Minimum force required to prevent a ball weighing 29.6 pounds from rolling down a ramp which is inclined 14.9 degrees with the horizon?
To find the minimum force required to prevent the ball from rolling down the ramp, we need to consider the gravitational force pulling the ball downward and the component of this force that is acting parallel to the ramp.
First, let's break down the weight of the ball into its components. The weight W of an object can be calculated using the formula W = m * g, where m is the mass of the object and g is the acceleration due to gravity.
To find the mass of the ball, we need to convert the weight from pounds to kilograms. Since 1 lb is approximately 0.454 kg, the mass of the ball can be calculated as follows:
mass (m) = weight (W) / conversion factor
= 29.6 lb / 0.454 kg/lb
≈ 65.0 kg
Next, we need to determine the component of the weight parallel to the ramp. This can be calculated using the formula F = W * sin(θ), where F is the force acting parallel to the ramp, and θ is the angle of inclination of the ramp.

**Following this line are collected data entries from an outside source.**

//! Attribute weight tables per role

use crate::models::{stat, Role};
use serde::{Deserialize, Serialize};
use std::collections::BTreeMap;

/// attribute name → weight
pub type WeightTable = BTreeMap<String, f64>;

/// What "good" means for each role
///
/// Each role rewards the stats it cares about and penalizes the ones it
/// doesn't. `general` scores flexible slots where no role is enforced.
#[derive(Debug, Clone, PartialEq, Serialize, Deserialize)]
#[serde(default)]
pub struct RoleWeights {
    pub roles: BTreeMap<Role, WeightTable>,
    pub general: WeightTable,
}

impl Default for RoleWeights {
    fn default() -> Self {
        let mut roles = BTreeMap::new();
        roles.insert(
            Role::Dps,
            table(&[
                (stat::OFFENSE_SCORE, 1.0),
                (stat::BASE_TOTAL, 0.25),
                (stat::AVG_DAMAGE_TAKEN, -0.6),
                (stat::DIFFICULTY_SCORE, -0.25),
            ]),
        );
        roles.insert(
            Role::Tank,
            table(&[
                (stat::BULK_SCORE, 1.0),
                (stat::AVG_DAMAGE_TAKEN, -1.0),
                (stat::BASE_TOTAL, 0.15),
                (stat::DIFFICULTY_SCORE, -0.20),
            ]),
        );
        roles.insert(
            Role::Wall,
            table(&[
                (stat::BULK_SCORE, 1.2),
                (stat::AVG_DAMAGE_TAKEN, -1.3),
                (stat::BASE_TOTAL, 0.10),
                (stat::DIFFICULTY_SCORE, -0.20),
            ]),
        );
        roles.insert(
            Role::Speedster,
            table(&[
                (stat::SPEED, 0.7),
                (stat::OFFENSE_SCORE, 0.6),
                (stat::AVG_DAMAGE_TAKEN, -0.4),
                (stat::DIFFICULTY_SCORE, -0.20),
            ]),
        );

        Self {
            roles,
            general: table(&[
                (stat::BASE_TOTAL, 0.25),
                (stat::OFFENSE_SCORE, 0.7),
                (stat::BULK_SCORE, 0.7),
                (stat::DIFFICULTY_SCORE, -0.25),
                (stat::AVG_DAMAGE_TAKEN, -0.6),
            ]),
        }
    }
}

impl RoleWeights {
    /// Weight table for `role`, `None` when the role has none
    pub fn for_role(&self, role: Role) -> Option<&WeightTable> {
        self.roles.get(&role)
    }

    pub fn set_role(&mut self, role: Role, weights: &[(&str, f64)]) {
        self.roles.insert(role, table(weights));
    }

    pub(crate) fn all_weights(&self) -> impl Iterator<Item = (&str, f64)> {
        self.roles
            .values()
            .chain(std::iter::once(&self.general))
            .flat_map(|t| t.iter().map(|(k, v)| (k.as_str(), *v)))
    }
}

fn table(entries: &[(&str, f64)]) -> WeightTable {
    entries.iter().map(|(k, w)| (k.to_string(), *w)).collect()
}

Substituting the known values into the formula:
F = 29.6 lb * sin(14.9 degrees)
However, before we proceed with the calculation, it's important to convert the angle from degrees to radians since the trigonometric functions in most programming languages work with radians. The conversion can be done using the formula:
theta_radians = theta_degrees * pi / 180
Substituting the angle of inclination into the formula:
theta_radians = 14.9 degrees * pi / 180
≈ 0.26 radians
Finally, we can calculate the force:
F = 29.6 lb * sin(0.26 radians)
≈ 8.0 lb
Therefore, the minimum force required to prevent the ball from rolling down the ramp is approximately 8.0 pounds.